An elementary school in Moline, Illinois is making headlines after administrators permitted the circulation of a flyer for an after-school Satan club.
Meetings for the club, sponsored and hosted by the Satanic Temple, takes place after hours on school property.
The flyer went viral on social media, and describes the club’s activities as being guided by “a uniform syllabus that emphasizes a scientific, nationalist, non-superstitious worldview.” The meetings are scheduled for five dates throughout may at Jane Addams Elementary School, with the first taking place on Thursday.
The club is aimed at first through fifth-graders, and promises that attendees will experience puzzles, games, arts and crafts projects, as well as science and nature activities.
The flyer also states that, according to a spokesperson from the Moline-Coal Valley School District, “policies and administrative procedures… allow for community use of its publicly funded facilities outside the school day.” The spokesperson added that religious groups must pay a fee to rent the school’s facilities.

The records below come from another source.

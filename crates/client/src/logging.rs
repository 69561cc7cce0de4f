//! Logging to stderr and a per-session file.
use std::{
    path::PathBuf,
    time::{SystemTime, UNIX_EPOCH},
};

use anyhow::Result;
use tracing_appender::non_blocking::WorkerGuard;
use tracing_subscriber::{EnvFilter, fmt, layer::SubscriberExt, util::SubscriberInitExt};

const LOG_FILE: &str = "bot.log";

/// Installs the global subscriber. Keep the returned guard alive for the
/// lifetime of the process or buffered file output is lost.
pub fn setup_logging(bot: &str) -> Result<WorkerGuard> {
    let session = format!(
        "session_{}",
        SystemTime::now().duration_since(UNIX_EPOCH)?.as_secs()
    );
    let session_dir = log_directory().join(&session);
    std::fs::create_dir_all(&session_dir)?;

    let (file_writer, guard) =
        tracing_appender::non_blocking(tracing_appender::rolling::never(&session_dir, LOG_FILE));

    let env_filter = EnvFilter::try_from_default_env().unwrap_or_else(|_| EnvFilter::new("info"));

    tracing_subscriber::registry()
        .with(env_filter)
        .with(fmt::layer().with_writer(std::io::stderr))
        .with(fmt::layer().with_writer(file_writer).with_ansi(false))
        .try_init()?;

    tracing::info!(bot, session, "logging initialized");
    tracing::info!("log file: {}", session_dir.join(LOG_FILE).display());

    Ok(guard)
}

/// Platform cache directory for logs, falling back to the temp directory.
fn log_directory() -> PathBuf {
    directories::ProjectDirs::from("", "", "bot")
        .map(|dirs| dirs.cache_dir().join("logs"))
        .unwrap_or_else(|| std::env::temp_dir().join("bot").join("logs"))
}
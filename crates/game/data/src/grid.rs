//! Per-area collision grid.
//!
//! A [`Grid`] is an immutable tile map with an origin offset: world position
//! `p` maps to grid tile `p - offset`. Every tile carries a [`CollisionType`]
//! that the pathfinder turns into a traversal cost.

use std::fs::File;
use std::io::{BufReader, BufWriter};
use std::path::Path;

use serde::{Deserialize, Serialize};

use crate::{GridError, Position};

/// Traversal classification of a single tile.
#[derive(Clone, Copy, Debug, Default, PartialEq, Eq, Hash, Serialize, Deserialize)]
pub enum CollisionType {
    /// Never traversable.
    #[default]
    Blocked,
    /// Plain floor.
    Walkable,
    /// Soft blocker: traversable, but only when no cheaper route exists.
    LowPriority,
    /// Occupied by a monster.
    Monster,
}

impl CollisionType {
    #[inline]
    pub fn is_walkable(self) -> bool {
        !matches!(self, CollisionType::Blocked)
    }
}

#[derive(Clone, Debug, PartialEq, Eq, Serialize, Deserialize)]
#[serde(try_from = "RawGrid")]
pub struct Grid {
    offset: Position,
    width: usize,
    height: usize,
    /// Row-major tiles, `width * height` long.
    tiles: Vec<CollisionType>,
}

/// Decoded form of a [`Grid`], checked before it becomes one.
#[derive(Deserialize)]
struct RawGrid {
    offset: Position,
    width: usize,
    height: usize,
    tiles: Vec<CollisionType>,
}

impl TryFrom<RawGrid> for Grid {
    type Error = GridError;

    fn try_from(raw: RawGrid) -> Result<Self, GridError> {
        let RawGrid {
            offset,
            width,
            height,
            tiles,
        } = raw;
        if width == 0 || height == 0 {
            return Err(GridError::Empty);
        }
        if width.checked_mul(height) != Some(tiles.len()) {
            return Err(GridError::Dimensions {
                width,
                height,
                tiles: tiles.len(),
            });
        }
        Ok(Self {
            offset,
            width,
            height,
            tiles,
        })
    }
}

impl Grid {
    /// Builds a grid from rows of tiles (`rows[y][x]`).
    pub fn new(rows: Vec<Vec<CollisionType>>, offset: Position) -> Result<Self, GridError> {
        let height = rows.len();
        let width = rows.first().map(Vec::len).unwrap_or(0);
        if width == 0 {
            return Err(GridError::Empty);
        }

        let mut tiles = Vec::with_capacity(width * height);
        for (row, cells) in rows.into_iter().enumerate() {
            if cells.len() != width {
                return Err(GridError::Ragged {
                    row,
                    expected: width,
                    found: cells.len(),
                });
            }
            tiles.extend(cells);
        }

        Ok(Self {
            offset,
            width,
            height,
            tiles,
        })
    }

    /// A fully walkable `width x height` grid.
    pub fn walkable(width: usize, height: usize, offset: Position) -> Self {
        Self {
            offset,
            width,
            height,
            tiles: vec![CollisionType::Walkable; width * height],
        }
    }

    /// Marks walkable tiles within two tiles of a blocked tile as
    /// [`CollisionType::LowPriority`], keeping paths away from walls.
    pub fn with_wall_padding(mut self) -> Self {
        let blocked: Vec<Position> = self
            .positions()
            .filter(|&p| self.tile(p) == Some(CollisionType::Blocked))
            .collect();

        for wall in blocked {
            self.pad_around(wall, 2);
        }
        self
    }

    /// Downgrades walkable tiles in the square of `radius` around `center`
    /// (excluding the center) to [`CollisionType::LowPriority`].
    pub fn pad_around(&mut self, center: Position, radius: i32) {
        for dy in -radius..=radius {
            for dx in -radius..=radius {
                if dx == 0 && dy == 0 {
                    continue;
                }
                let p = Position::new(center.x + dx, center.y + dy);
                if self.tile(p) == Some(CollisionType::Walkable) {
                    self.set(p, CollisionType::LowPriority);
                }
            }
        }
    }

    pub fn offset(&self) -> Position {
        self.offset
    }

    pub fn width(&self) -> usize {
        self.width
    }

    pub fn height(&self) -> usize {
        self.height
    }

    /// Converts a world position into grid-relative coordinates.
    pub fn relative(&self, world: Position) -> Position {
        Position::new(world.x - self.offset.x, world.y - self.offset.y)
    }

    /// Converts grid-relative coordinates back into a world position.
    pub fn absolute(&self, relative: Position) -> Position {
        Position::new(relative.x + self.offset.x, relative.y + self.offset.y)
    }

    /// Whether a grid-relative position lies inside the grid.
    pub fn contains(&self, relative: Position) -> bool {
        relative.x >= 0
            && relative.y >= 0
            && (relative.x as usize) < self.width
            && (relative.y as usize) < self.height
    }

    /// Row-major index of a grid-relative position.
    pub fn index(&self, relative: Position) -> Option<usize> {
        self.contains(relative)
            .then(|| relative.y as usize * self.width + relative.x as usize)
    }

    /// Grid-relative position of a row-major index.
    pub fn position(&self, index: usize) -> Position {
        Position::new((index % self.width) as i32, (index / self.width) as i32)
    }

    pub fn tile(&self, relative: Position) -> Option<CollisionType> {
        self.index(relative).map(|i| self.tiles[i])
    }

    /// Overwrites a tile; out-of-bounds positions are ignored.
    pub fn set(&mut self, relative: Position, tile: CollisionType) {
        if let Some(i) = self.index(relative) {
            self.tiles[i] = tile;
        }
    }

    /// Whether a world position is inside the grid and not blocked.
    pub fn is_walkable(&self, world: Position) -> bool {
        self.tile(self.relative(world))
            .is_some_and(CollisionType::is_walkable)
    }

    /// Whether a world position falls inside this grid at all.
    pub fn is_inside(&self, world: Position) -> bool {
        self.contains(self.relative(world))
    }

    /// Iterates every grid-relative position in row-major order.
    pub fn positions(&self) -> impl Iterator<Item = Position> + '_ {
        (0..self.tiles.len()).map(|i| self.position(i))
    }

    /// Writes the grid to `path` in bincode format.
    pub fn save(&self, path: impl AsRef<Path>) -> Result<(), GridError> {
        let writer = BufWriter::new(File::create(path)?);
        bincode::serialize_into(writer, self)?;
        Ok(())
    }

    /// Reads a grid previously written by [`Grid::save`].
    pub fn load(path: impl AsRef<Path>) -> Result<Self, GridError> {
        let reader = BufReader::new(File::open(path)?);
        Ok(bincode::deserialize_from(reader)?)
    }
}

The statement also claims that the school’s “focus remains on student safety and… achievement,” and says that all promotional materials and flyers for groups and events are meant for lobby display only, and not mass distribution. The spokesperson added that the district is required by law to provide equal access to all groups and said that students require parental permission to attend after-school events.
A photo of the flyer was shared on Twitter by Libs of Tik Tok.
An elementary school in Illinois gave out these flyers promoting an after school satan club pic.twitter.com/ieF1wSZYds
— Libs of Tik Tok (@libsoftiktok) January 12, 2022
As the flyer notes, the “scientific, non-superstitious worldview” part gives the group away. The flippant use of Satanism as a cover for atheist propaganda has long been a tongue-in-cheek method for demonstrating the limits of church-state separation in America.
Similar stunts were pulled at the Washington State Capitol building in 2020, when Satanic Temple representative Tarkus Claypool held a satanic invocation in place of a Christian prayer as a means of protesting the “state… promoting one religion over the other.” Claypool complained that legislators select “largely Judeo-Christian clergy” for religious rites because they’re “uncontroversial and politically safe.”
Satanist or atheist, the difference is small for parents concerned about the effects of such doctrines on elementary schoolchildren.